In [1]:
import gymnasium as gym
import numpy as np
import matplotlib.pyplot as plt

import torch
import torch.nn.functional as F
from torch import nn
from torch.optim import Adam
from collections import deque
import time
import random

from gymnasium import spaces

class OneMoleculeEnv(gym.Env):
    def __init__(self, initial_value=10, molecule_lifetime = 1, dt = 0.1, max_steps=100, history_length=5, target_value=10, obs_cap=40, render_mode=None):
        super(OneMoleculeEnv, self).__init__()

        self.initial_value = initial_value
        self.molecule_lifetime = p_death
        self.dt = dt
        self.max_steps = max_steps
        self.history_length = history_length
        self.target_value = target_value
        self.obs_cap = obs_cap  # Cap for the observation space
        self.render_mode = render_mode

        self.current_value = initial_value
        self.current_step = 0

        # Define action and observation space
        self.action_space = spaces.Discrete(2)  # Two actions: 0 (do nothing), 1 (increase by 1)
        self.observation_space = spaces.Box(
            low=0, high=obs_cap, shape=(history_length,), dtype=np.float32
        )

        # Initialize the history of values
        self.history = np.full(history_length, initial_value, dtype=np.float32)

        # Pre-generate random numbers to avoid generating them at each step
        self.random_numbers = np.random.rand(max_steps)

    def reset(self, seed=None, options=None):
        if seed is not None:
            np.random.seed(seed)
            self.random_numbers = np.random.rand(self.max_steps)  # Re-generate random numbers if seeded
        self.current_value = self.initial_value
        self.current_step = 0
        self.history = np.full(self.history_length, self.initial_value, dtype=np.float32)
        return self.history, {}

    def _ensure_random_numbers(self):
        # Reset the random numbers if current_step exceeds max_steps
        if self.current_step >= self.max_steps:
            self.random_numbers = np.random.rand(self.max_steps)
            self.current_step = 0  # Reset current step to start fresh

    def step(self, action):
        # Apply action
        if action == 1:
            self.current_value += 1
        # Ensure enough random numbers are available
        self._ensure_random_numbers()

        # Decrease the value with a number drawn from a binomial distribution
        # This reflects each molecule having a finite probability of decaying in the timestep
        # The probability a molecule has decayed in the time interval given is
        self.prob_death = np.exp(-dt/molecule_lifetime)
        
        self.current_value += -np.random.binomial(self.current_value, self.p_death, 1)
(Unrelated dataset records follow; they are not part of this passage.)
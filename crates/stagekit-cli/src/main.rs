use clap::Parser;

mod cli;
mod commands;
mod config;
mod document;

fn main() -> anyhow::Result<()> {
    let cli = cli::Cli::parse();
    let level = if cli.verbose {
        tracing::Level::DEBUG
    } else {
        tracing::Level::WARN
    };
    tracing_subscriber::fmt()
        .with_max_level(level)
        .with_writer(std::io::stderr)
        .init();
    commands::run_command(cli)
}
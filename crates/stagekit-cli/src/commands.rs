use std::fmt::Display;

use anyhow::bail;
use colored::{Color, Colorize};
use stagekit_diff::{
    apply_changeset, apply_sectioned_changeset, diff_linear_with, sectioned_staged_changeset,
    staged_changeset_with, ApplyResult, DiffConfig, LinearDiff,
};
use stagekit_types::{Changeset, StagedChangeset};
use tracing::debug;

use crate::cli::*;
use crate::config::CliConfig;
use crate::document::{self, label, Record, SectionRecord};

pub fn run_command(cli: Cli) -> anyhow::Result<()> {
    let config = CliConfig::load(cli.config.as_deref())?;
    let format = cli.format.unwrap_or(config.format);
    let output = match cli.command {
        Command::Diff(args) => cmd_diff(args, &config, format)?,
        Command::Verify(args) => cmd_verify(args, &config, format)?,
    };
    print!("{output}");
    Ok(())
}

fn cmd_diff(args: DiffArgs, config: &CliConfig, format: OutputFormat) -> anyhow::Result<String> {
    if args.sectioned || config.sectioned {
        if args.section.is_some() {
            bail!("--section only applies to flat documents");
        }
        if args.raw {
            bail!("--raw only applies to flat documents");
        }
        let source: Vec<SectionRecord> = document::load(&args.source)?;
        let target: Vec<SectionRecord> = document::load(&args.target)?;
        let staged = sectioned_staged_changeset(&source, &target);
        return render(&staged, format, summarize_section);
    }

    let diff_config = DiffConfig {
        section: args.section.unwrap_or(config.diff.section),
        ..config.diff.clone()
    };
    let source: Vec<Record> = document::load(&args.source)?;
    let target: Vec<Record> = document::load(&args.target)?;
    debug!(
        source = source.len(),
        target = target.len(),
        section = diff_config.section,
        "loaded flat documents"
    );

    if args.raw {
        let diff = diff_linear_with(&source, &target, &diff_config);
        return render_raw(&diff, format);
    }

    let staged = staged_changeset_with(&source, &target, &diff_config);
    render(&staged, format, |record: &Record| label(&record.id))
}

fn cmd_verify(
    args: VerifyArgs,
    config: &CliConfig,
    format: OutputFormat,
) -> anyhow::Result<String> {
    let stages = if args.sectioned || config.sectioned {
        let source: Vec<SectionRecord> = document::load(&args.source)?;
        let target: Vec<SectionRecord> = document::load(&args.target)?;
        let staged = sectioned_staged_changeset(&source, &target);
        verify_stages(&source, &target, &staged, apply_sectioned_changeset)?
    } else {
        let source: Vec<Record> = document::load(&args.source)?;
        let target: Vec<Record> = document::load(&args.target)?;
        let staged = staged_changeset_with(&source, &target, &config.diff);
        verify_stages(&source, &target, &staged, apply_changeset)?
    };

    Ok(match format {
        OutputFormat::Json => format!(
            "{}\n",
            serde_json::json!({ "verified": true, "stages": stages })
        ),
        OutputFormat::Text => format!(
            "{} {} stage(s) applied; result matches target\n",
            "✓".green().bold(),
            stages
        ),
    })
}

/// Apply every stage in order, checking each against its own data and the
/// last one against `target`. Returns the number of stages.
fn verify_stages<T: PartialEq + Clone>(
    source: &[T],
    target: &[T],
    staged: &StagedChangeset<T>,
    apply: fn(&[T], &Changeset<T>) -> ApplyResult<Vec<T>>,
) -> anyhow::Result<usize> {
    let mut current = source.to_vec();
    for (index, stage) in staged.iter().enumerate() {
        current = apply(&current, stage)?;
        if current != stage.data {
            bail!("stage {} does not reproduce its data", index + 1);
        }
    }
    if current != target {
        bail!("applying {} stage(s) does not reach the target", staged.len());
    }
    debug!(stages = staged.len(), "every stage reproduced its data");
    Ok(staged.len())
}

fn render<T: serde::Serialize>(
    staged: &StagedChangeset<T>,
    format: OutputFormat,
    summarize: impl Fn(&T) -> String,
) -> anyhow::Result<String> {
    match format {
        OutputFormat::Json => Ok(format!("{}\n", serde_json::to_string_pretty(staged)?)),
        OutputFormat::Text => Ok(render_text(staged, summarize)),
    }
}

fn render_text<T>(staged: &StagedChangeset<T>, summarize: impl Fn(&T) -> String) -> String {
    if staged.is_empty() {
        return format!("{}\n", "No changes.".green());
    }

    let mut lines = Vec::new();
    for (index, stage) in staged.iter().enumerate() {
        lines.push(format!(
            "{} {}",
            format!("Stage {}", index + 1).bold(),
            format!("({} changes)", stage.change_count()).dimmed()
        ));
        lines.extend(
            [
                edit_line("section deleted", &stage.section_deleted, Color::Red),
                edit_line("section inserted", &stage.section_inserted, Color::Green),
                edit_line("section updated", &stage.section_updated, Color::Yellow),
                edit_line("section moved", &stage.section_moved, Color::Cyan),
                edit_line("element deleted", &stage.element_deleted, Color::Red),
                edit_line("element inserted", &stage.element_inserted, Color::Green),
                edit_line("element updated", &stage.element_updated, Color::Yellow),
                edit_line("element moved", &stage.element_moved, Color::Cyan),
            ]
            .into_iter()
            .flatten(),
        );
        let data: Vec<String> = stage.data.iter().map(&summarize).collect();
        lines.push(format!("  {:<17}[{}]", "data", data.join(", ")));
    }

    lines.join("\n") + "\n"
}

fn render_raw(diff: &LinearDiff, format: OutputFormat) -> anyhow::Result<String> {
    if format == OutputFormat::Json {
        return Ok(format!("{}\n", serde_json::to_string_pretty(diff)?));
    }
    if diff.is_empty() {
        return Ok(format!("{}\n", "No changes.".green()));
    }

    let lines: Vec<String> = [
        edit_line("deleted", &diff.deleted, Color::Red),
        edit_line("inserted", &diff.inserted, Color::Green),
        edit_line("updated", &diff.updated, Color::Yellow),
        edit_line("moved", &diff.moved, Color::Cyan),
    ]
    .into_iter()
    .flatten()
    .collect();
    Ok(lines.join("\n") + "\n")
}

fn edit_line<I: Display>(label: &str, items: &[I], color: Color) -> Option<String> {
    if items.is_empty() {
        return None;
    }
    let joined: Vec<String> = items.iter().map(ToString::to_string).collect();
    Some(format!("  {} {}", format!("{label:<16}").color(color), joined.join(", ")))
}

fn summarize_section(section: &SectionRecord) -> String {
    let elements: Vec<String> = section.elements.iter().map(|record| label(&record.id)).collect();
    format!("{}: [{}]", label(&section.id), elements.join(", "))
}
        # Cap the current value to obs_cap
        self.current_value = min(self.current_value, self.obs_cap)

        # Update the history using a simple list rotation
        self.history[:-1] = self.history[1:]
        self.history[-1] = np.float32(self.current_value)  # Ensure it's a scalar

        # Increment step count
        self.current_step += 1

        # Check if done
        done = self.current_step >= self.max_steps

        # Calculate reward
        reward = -float((self.current_value - self.target_value) ** 2)  # Ensure the reward is a float

        return self.history, reward, done, done, {}

    def render(self):
        if self.render_mode == 'human':
            print(f"Step: {self.current_step}, Value: {self.current_value}, History: {self.history}")

    def close(self):
        pass

# Register the environment
gym.envs.registration.register(
    id='OneMoleculeEnv-v0',
    entry_point=OneMoleculeEnv,
    max_episode_steps=1000000,
)

# Start the timer
start_time = time.time()

total_time_train = 0
total_time_predict = 0

class ReplayMemory:
    def __init__(self, capacity):
        self.memory = deque(maxlen=capacity)
    
    def add(self, experience):
        self.memory.append(experience)
    
    def sample(self, batch_size):
        return random.sample(self.memory, batch_size)
    
    def __len__(self):
        return len(self.memory)

class NeuralNetwork(nn.Module):
    def __init__(self, input_dim, output_dim):
        super(NeuralNetwork, self).__init__()
        self.linear_relu_stack = nn.Sequential(
            nn.Linear(input_dim, 64),
            nn.ReLU(),
            nn.Linear(64, 64),
            nn.ReLU(),
            nn.Linear(64, output_dim),
        )

    def forward(self, x):
        logits = self.linear_relu_stack(x)
        return logits


def select_action_with_epsilon_greedy(Q_value, epsilon):
    if np.random.rand() < epsilon:
        return np.random.randint(2)
    else:
        return np.argmax(Q_value)

def step_function(model, target_model, optimizer, loss_fn, s, a, r, d, ns, discount):
    model.train()
    
    qs = model(s)
    qa = qs.gather(1, a)

    done_mask = (d == 0)
    
    with torch.no_grad():
        next_qs = target_model(ns)
        max_next_qs = torch.max(next_qs, dim=1, keepdim=True)[0]
        target = r + discount * torch.where(done_mask, max_next_qs, torch.tensor(0))
    
    loss = loss_fn(qa, target)
    
    optimizer.zero_grad()
    loss.backward()
    optimizer.step()

    return loss.item()

def train_from_memory(model, target_model, optimizer, loss_fn, replay_memory, batch_size, discount):
    if len(replay_memory) < batch_size:
        return 0

    batch = replay_memory.sample(batch_size)
    state_list, action_list, reward_list, next_state_list, done_list = zip(*batch)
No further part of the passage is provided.